* [EXERCISE AIM]
Return all entries below exactly. Skip nothing.

* [RECORDS SUPPLIED]
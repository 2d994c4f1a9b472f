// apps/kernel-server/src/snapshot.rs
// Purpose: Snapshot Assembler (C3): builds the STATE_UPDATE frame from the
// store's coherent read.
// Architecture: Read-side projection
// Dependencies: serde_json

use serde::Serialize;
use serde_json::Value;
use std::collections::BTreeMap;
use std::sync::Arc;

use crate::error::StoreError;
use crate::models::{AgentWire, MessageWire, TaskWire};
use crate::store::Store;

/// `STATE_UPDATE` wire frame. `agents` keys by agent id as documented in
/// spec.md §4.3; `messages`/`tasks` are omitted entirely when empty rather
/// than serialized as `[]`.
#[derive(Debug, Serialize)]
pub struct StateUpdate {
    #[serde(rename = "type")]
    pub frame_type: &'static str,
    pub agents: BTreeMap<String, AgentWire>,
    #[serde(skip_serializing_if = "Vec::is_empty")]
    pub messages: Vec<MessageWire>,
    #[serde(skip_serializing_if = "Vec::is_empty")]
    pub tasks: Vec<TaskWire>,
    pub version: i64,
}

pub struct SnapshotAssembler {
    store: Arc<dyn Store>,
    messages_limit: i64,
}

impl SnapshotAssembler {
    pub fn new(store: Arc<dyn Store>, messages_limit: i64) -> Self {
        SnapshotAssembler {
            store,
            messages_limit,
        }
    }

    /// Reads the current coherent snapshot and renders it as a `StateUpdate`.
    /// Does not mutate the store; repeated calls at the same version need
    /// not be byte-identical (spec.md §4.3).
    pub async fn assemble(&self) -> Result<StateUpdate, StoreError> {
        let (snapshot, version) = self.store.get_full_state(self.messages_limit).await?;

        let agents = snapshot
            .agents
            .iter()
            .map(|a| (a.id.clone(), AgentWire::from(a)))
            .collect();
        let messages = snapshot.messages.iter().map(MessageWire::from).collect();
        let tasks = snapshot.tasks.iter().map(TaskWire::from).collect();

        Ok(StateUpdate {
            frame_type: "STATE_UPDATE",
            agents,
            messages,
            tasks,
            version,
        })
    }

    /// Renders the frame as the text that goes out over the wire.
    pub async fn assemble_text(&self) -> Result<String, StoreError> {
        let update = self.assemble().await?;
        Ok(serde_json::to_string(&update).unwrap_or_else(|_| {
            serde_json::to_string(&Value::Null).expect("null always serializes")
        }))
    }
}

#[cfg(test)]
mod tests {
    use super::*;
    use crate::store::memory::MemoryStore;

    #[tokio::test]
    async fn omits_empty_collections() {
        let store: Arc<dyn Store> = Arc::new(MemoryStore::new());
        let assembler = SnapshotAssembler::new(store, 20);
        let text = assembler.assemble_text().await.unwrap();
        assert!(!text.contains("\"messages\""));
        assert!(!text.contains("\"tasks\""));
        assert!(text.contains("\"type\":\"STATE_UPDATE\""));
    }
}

* [YOUR RESPONSE]
repository 2d994c4f1a9b472f
// apps/kernel-server/src/snapshot.rs
// Purpose: Snapshot Assembler (C3): builds the STATE_UPDATE frame from the
// store's coherent read.
// Architecture: Read-side projection
// Dependencies: serde_json

use serde::Serialize;
use serde_json::Value;
use std::collections::BTreeMap;
use std::sync::Arc;

use crate::error::StoreError;
use crate::models::{AgentWire, MessageWire, TaskWire};
use crate::store::Store;

/// `STATE_UPDATE` wire frame. `agents` keys by agent id as documented in
/// spec.md §4.3; `messages`/`tasks` are omitted entirely when empty rather
/// than serialized as `[]`.
#[derive(Debug, Serialize)]
pub struct StateUpdate {
    #[serde(rename = "type")]
    pub frame_type: &'static str,
    pub agents: BTreeMap<String, AgentWire>,
    #[serde(skip_serializing_if = "Vec::is_empty")]
    pub messages: Vec<MessageWire>,
    #[serde(skip_serializing_if = "Vec::is_empty")]
    pub tasks: Vec<TaskWire>,
    pub version: i64,
}

pub struct SnapshotAssembler {
    store: Arc<dyn Store>,
    messages_limit: i64,
}

impl SnapshotAssembler {
    pub fn new(store: Arc<dyn Store>, messages_limit: i64) -> Self {
        SnapshotAssembler {
            store,
            messages_limit,
        }
    }

    /// Reads the current coherent snapshot and renders it as a `StateUpdate`.
    /// Does not mutate the store; repeated calls at the same version need
    /// not be byte-identical (spec.md §4.3).
    pub async fn assemble(&self) -> Result<StateUpdate, StoreError> {
        let (snapshot, version) = self.store.get_full_state(self.messages_limit).await?;

        let agents = snapshot
            .agents
            .iter()
            .map(|a| (a.id.clone(), AgentWire::from(a)))
            .collect();
        let messages = snapshot.messages.iter().map(MessageWire::from).collect();
        let tasks = snapshot.tasks.iter().map(TaskWire::from).collect();

        Ok(StateUpdate {
            frame_type: "STATE_UPDATE",
            agents,
            messages,
            tasks,
            version,
        })
    }

    /// Renders the frame as the text that goes out over the wire.
    pub async fn assemble_text(&self) -> Result<String, StoreError> {
        let update = self.assemble().await?;
        Ok(serde_json::to_string(&update).unwrap_or_else(|_| {
            serde_json::to_string(&Value::Null).expect("null always serializes")
        }))
    }
}

#[cfg(test)]
mod tests {
    use super::*;
    use crate::store::memory::MemoryStore;

    #[tokio::test]
    async fn omits_empty_collections() {
        let store: Arc<dyn Store> = Arc::new(MemoryStore::new());
        let assembler = SnapshotAssembler::new(store, 20);
        let text = assembler.assemble_text().await.unwrap();
        assert!(!text.contains("\"messages\""));
        assert!(!text.contains("\"tasks\""));
        assert!(text.contains("\"type\":\"STATE_UPDATE\""));
    }
}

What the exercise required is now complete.